◆ **Your objective**
Nothing in the data should be left out, so repeat it all exactly.

◆ **Records supplied**

use serde::{Deserialize, Serialize};
use utoipa::ToSchema;

use crate::state::server::ServerKey;

/// Phases reported by the spectator client.
#[derive(Debug, Clone, Copy, PartialEq, Eq, Hash, Serialize, Deserialize, ToSchema)]
#[serde(rename_all = "kebab-case")]
pub enum GamePhase {
    /// Initial phase until the spectator reports anything.
    Initializing,
    /// Game client is launching.
    Launching,
    /// Sitting in the main menu.
    InMenu,
    /// Loading a map.
    Loading,
    /// Spawning into the round.
    Spawning,
    /// Following players.
    Spectating,
    /// Round over, waiting for the next map.
    BetweenRounds,
    /// Game client is closing.
    Closing,
    /// Spectator is starting.
    Starting,
    /// Spectator is stopping.
    Stopping,
    /// Spectator is stopped.
    Stopped,
    /// Spectator got stuck on a server and waits to be released.
    Halted,
}

impl GamePhase {
    /// Whether the rotation may move the spectator in this phase.
    pub fn is_rotation_enabled(self) -> bool {
        !matches!(
            self,
            GamePhase::Loading | GamePhase::Spawning | GamePhase::Spectating | GamePhase::Halted
        )
    }
}

/// Phase report as received from the spectator.
#[derive(Debug, Clone, PartialEq, Eq)]
pub enum PhaseReport {
    /// Plain phase change.
    Phase(GamePhase),
    /// The spectator is stuck on `server`.
    Halted {
        /// Server the spectator cannot leave on its own.
        server: ServerKey,
    },
}

impl PhaseReport {
    /// Phase carried by the report.
    pub fn phase(&self) -> GamePhase {
        match self {
            PhaseReport::Phase(phase) => *phase,
            PhaseReport::Halted { .. } => GamePhase::Halted,
        }
    }
}

/// Edge raised by a phase change that the rotation must react to.
#[derive(Debug, Clone, PartialEq, Eq)]
pub enum PhaseEdge {
    /// Entered a rotation-enabled phase from the initial or a non rotation-enabled one.
    RotationEnabled {
        /// Previous phase.
        from: GamePhase,
        /// New phase.
        to: GamePhase,
    },
    /// Entered the halted phase while on `server`.
    Halted {
        /// Server the spectator is stuck on.
        server: ServerKey,
    },
}

/// Tracks the last reported phase and detects edges.
#[derive(Debug, Clone)]
pub struct PhaseTracker {
    phase: GamePhase,
}

impl Default for PhaseTracker {
    fn default() -> Self {
        Self::new()
    }
}

impl PhaseTracker {
    /// Create a tracker in [`GamePhase::Initializing`].
    pub fn new() -> Self {
        Self {
            phase: GamePhase::Initializing,
        }
    }

    /// Current phase.
    pub fn phase(&self) -> GamePhase {
        self.phase
    }

    /// Record a report, returning the edge it raises if any. Repeated phases are ignored.
    pub fn observe(&mut self, report: PhaseReport) -> Option<PhaseEdge> {
        let next = report.phase();
        if next == self.phase {
            return None;
        }

        let previous = std::mem::replace(&mut self.phase, next);
        match report {
            PhaseReport::Halted { server } => Some(PhaseEdge::Halted { server }),
            PhaseReport::Phase(_) => {
                let from_disabled =
                    previous == GamePhase::Initializing || !previous.is_rotation_enabled();
                (from_disabled && next.is_rotation_enabled()).then_some(PhaseEdge::RotationEnabled {
                    from: previous,
                    to: next,
                })
            }
        }
    }
}

#[cfg(test)]
mod tests {
    use super::*;

    fn key() -> ServerKey {
        ServerKey::new("1.1.1.1", 16567, None)
    }

    #[test]
    fn initial_phase_is_initializing() {
        assert_eq!(PhaseTracker::new().phase(), GamePhase::Initializing);
    }

    #[test]
    fn first_rotation_enabled_phase_raises_edge() {
        let mut tracker = PhaseTracker::new();
        assert_eq!(
            tracker.observe(PhaseReport::Phase(GamePhase::InMenu)),
            Some(PhaseEdge::RotationEnabled {
                from: GamePhase::Initializing,
                to: GamePhase::InMenu,
            })
        );
    }

    #[test]
    fn repeated_phase_is_ignored() {
        let mut tracker = PhaseTracker::new();
        tracker.observe(PhaseReport::Phase(GamePhase::Spectating));
        assert_eq!(tracker.observe(PhaseReport::Phase(GamePhase::Spectating)), None);
    }

    #[test]
    fn enabled_to_enabled_raises_nothing() {
        let mut tracker = PhaseTracker::new();
        tracker.observe(PhaseReport::Phase(GamePhase::InMenu));
        assert_eq!(tracker.observe(PhaseReport::Phase(GamePhase::Launching)), None);
        assert_eq!(tracker.phase(), GamePhase::Launching);
    }

    #[test]
    fn leaving_spectating_for_between_rounds_raises_edge() {
        let mut tracker = PhaseTracker::new();
        tracker.observe(PhaseReport::Phase(GamePhase::Spectating));
        assert!(matches!(
            tracker.observe(PhaseReport::Phase(GamePhase::BetweenRounds)),
            Some(PhaseEdge::RotationEnabled { .. })
        ));
    }

    #[test]
    fn entering_disabled_phase_raises_nothing() {
        let mut tracker = PhaseTracker::new();
        tracker.observe(PhaseReport::Phase(GamePhase::InMenu));
        assert_eq!(tracker.observe(PhaseReport::Phase(GamePhase::Loading)), None);
    }

    #[test]
    fn halted_raises_only_halted_edge() {
        let mut tracker = PhaseTracker::new();
        tracker.observe(PhaseReport::Phase(GamePhase::Spectating));
        assert_eq!(
            tracker.observe(PhaseReport::Halted { server: key() }),
            Some(PhaseEdge::Halted { server: key() })
        );
        assert_eq!(tracker.phase(), GamePhase::Halted);
        assert_eq!(tracker.observe(PhaseReport::Halted { server: key() }), None);
    }

    #[test]
    fn leaving_halted_for_enabled_phase_raises_edge() {
        let mut tracker = PhaseTracker::new();
        tracker.observe(PhaseReport::Halted { server: key() });
        assert!(matches!(
            tracker.observe(PhaseReport::Phase(GamePhase::InMenu)),
            Some(PhaseEdge::RotationEnabled {
                from: GamePhase::Halted,
                ..
            })
        ));
    }

    #[test]
    fn rotation_enabled_phases() {
        let disabled = [
            GamePhase::Loading,
            GamePhase::Spawning,
            GamePhase::Spectating,
            GamePhase::Halted,
        ];
        for phase in disabled {
            assert!(!phase.is_rotation_enabled());
        }
        assert!(GamePhase::Initializing.is_rotation_enabled());
        assert!(GamePhase::BetweenRounds.is_rotation_enabled());
    }

    #[test]
    fn phases_use_kebab_case() {
        let phase: GamePhase = serde_json::from_str("\"between-rounds\"").unwrap();
        assert_eq!(phase, GamePhase::BetweenRounds);
        assert_eq!(serde_json::to_string(&GamePhase::InMenu).unwrap(), "\"in-menu\"");
    }
}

◆ **Answer to this problem**
use serde::{Deserialize, Serialize};
use utoipa::ToSchema;

use crate::state::server::ServerKey;

/// Phases reported by the spectator client.
#[derive(Debug, Clone, Copy, PartialEq, Eq, Hash, Serialize, Deserialize, ToSchema)]
#[serde(rename_all = "kebab-case")]
pub enum GamePhase {
    /// Initial phase until the spectator reports anything.
    Initializing,
    /// Game client is launching.
    Launching,
    /// Sitting in the main menu.
    InMenu,
    /// Loading a map.
    Loading,
    /// Spawning into the round.
    Spawning,
    /// Following players.
    Spectating,
    /// Round over, waiting for the next map.
    BetweenRounds,
    /// Game client is closing.
    Closing,
    /// Spectator is starting.
    Starting,
    /// Spectator is stopping.
    Stopping,
    /// Spectator is stopped.
    Stopped,
    /// Spectator got stuck on a server and waits to be released.
    Halted,
}

impl GamePhase {
    /// Whether the rotation may move the spectator in this phase.
    pub fn is_rotation_enabled(self) -> bool {
        !matches!(
            self,
            GamePhase::Loading | GamePhase::Spawning | GamePhase::Spectating | GamePhase::Halted
        )
    }
}

/// Phase report as received from the spectator.
#[derive(Debug, Clone, PartialEq, Eq)]
pub enum PhaseReport {
    /// Plain phase change.
    Phase(GamePhase),
    /// The spectator is stuck on `server`.
    Halted {
        /// Server the spectator cannot leave on its own.
        server: ServerKey,
    },
}

impl PhaseReport {
    /// Phase carried by the report.
    pub fn phase(&self) -> GamePhase {
        match self {
            PhaseReport::Phase(phase) => *phase,
            PhaseReport::Halted { .. } => GamePhase::Halted,
        }
    }
}

/// Edge raised by a phase change that the rotation must react to.
#[derive(Debug, Clone, PartialEq, Eq)]
pub enum PhaseEdge {
    /// Entered a rotation-enabled phase from the initial or a non rotation-enabled one.
    RotationEnabled {
        /// Previous phase.
        from: GamePhase,
        /// New phase.
        to: GamePhase,
    },
    /// Entered the halted phase while on `server`.
    Halted {
        /// Server the spectator is stuck on.
        server: ServerKey,
    },
}

/// Tracks the last reported phase and detects edges.
#[derive(Debug, Clone)]
pub struct PhaseTracker {
    phase: GamePhase,
}

impl Default for PhaseTracker {
    fn default() -> Self {
        Self::new()
    }
}

impl PhaseTracker {
    /// Create a tracker in [`GamePhase::Initializing`].
    pub fn new() -> Self {
        Self {
            phase: GamePhase::Initializing,
        }
    }

    /// Current phase.
    pub fn phase(&self) -> GamePhase {
        self.phase
    }

    /// Record a report, returning the edge it raises if any. Repeated phases are ignored.
    pub fn observe(&mut self, report: PhaseReport) -> Option<PhaseEdge> {
        let next = report.phase();
        if next == self.phase {
            return None;
        }

        let previous = std::mem::replace(&mut self.phase, next);
        match report {
            PhaseReport::Halted { server } => Some(PhaseEdge::Halted { server }),
            PhaseReport::Phase(_) => {
                let from_disabled =
                    previous == GamePhase::Initializing || !previous.is_rotation_enabled();
                (from_disabled && next.is_rotation_enabled()).then_some(PhaseEdge::RotationEnabled {
                    from: previous,
                    to: next,
                })
            }
        }
    }
}

#[cfg(test)]
mod tests {
    use super::*;

    fn key() -> ServerKey {
        ServerKey::new("1.1.1.1", 16567, None)
    }

    #[test]
    fn initial_phase_is_initializing() {
        assert_eq!(PhaseTracker::new().phase(), GamePhase::Initializing);
    }

    #[test]
    fn first_rotation_enabled_phase_raises_edge() {
        let mut tracker = PhaseTracker::new();
        assert_eq!(
            tracker.observe(PhaseReport::Phase(GamePhase::InMenu)),
            Some(PhaseEdge::RotationEnabled {
                from: GamePhase::Initializing,
                to: GamePhase::InMenu,
            })
        );
    }

    #[test]
    fn repeated_phase_is_ignored() {
        let mut tracker = PhaseTracker::new();
        tracker.observe(PhaseReport::Phase(GamePhase::Spectating));
        assert_eq!(tracker.observe(PhaseReport::Phase(GamePhase::Spectating)), None);
    }

    #[test]
    fn enabled_to_enabled_raises_nothing() {
        let mut tracker = PhaseTracker::new();
        tracker.observe(PhaseReport::Phase(GamePhase::InMenu));
        assert_eq!(tracker.observe(PhaseReport::Phase(GamePhase::Launching)), None);
        assert_eq!(tracker.phase(), GamePhase::Launching);
    }

    #[test]
    fn leaving_spectating_for_between_rounds_raises_edge() {
        let mut tracker = PhaseTracker::new();
        tracker.observe(PhaseReport::Phase(GamePhase::Spectating));
        assert!(matches!(
            tracker.observe(PhaseReport::Phase(GamePhase::BetweenRounds)),
            Some(PhaseEdge::RotationEnabled { .. })
        ));
    }

    #[test]
    fn entering_disabled_phase_raises_nothing() {
        let mut tracker = PhaseTracker::new();
        tracker.observe(PhaseReport::Phase(GamePhase::InMenu));
        assert_eq!(tracker.observe(PhaseReport::Phase(GamePhase::Loading)), None);
    }

    #[test]
    fn halted_raises_only_halted_edge() {
        let mut tracker = PhaseTracker::new();
        tracker.observe(PhaseReport::Phase(GamePhase::Spectating));
        assert_eq!(
            tracker.observe(PhaseReport::Halted { server: key() }),
            Some(PhaseEdge::Halted { server: key() })
        );
        assert_eq!(tracker.phase(), GamePhase::Halted);
        assert_eq!(tracker.observe(PhaseReport::Halted { server: key() }), None);
    }

    #[test]
    fn leaving_halted_for_enabled_phase_raises_edge() {
        let mut tracker = PhaseTracker::new();
        tracker.observe(PhaseReport::Halted { server: key() });
        assert!(matches!(
            tracker.observe(PhaseReport::Phase(GamePhase::InMenu)),
            Some(PhaseEdge::RotationEnabled {
                from: GamePhase::Halted,
                ..
            })
        ));
    }

    #[test]
    fn rotation_enabled_phases() {
        let disabled = [
            GamePhase::Loading,
            GamePhase::Spawning,
            GamePhase::Spectating,
            GamePhase::Halted,
        ];
        for phase in disabled {
            assert!(!phase.is_rotation_enabled());
        }
        assert!(GamePhase::Initializing.is_rotation_enabled());
        assert!(GamePhase::BetweenRounds.is_rotation_enabled());
    }

    #[test]
    fn phases_use_kebab_case() {
        let phase: GamePhase = serde_json::from_str("\"between-rounds\"").unwrap();
        assert_eq!(phase, GamePhase::BetweenRounds);
        assert_eq!(serde_json::to_string(&GamePhase::InMenu).unwrap(), "\"in-menu\"");
    }
}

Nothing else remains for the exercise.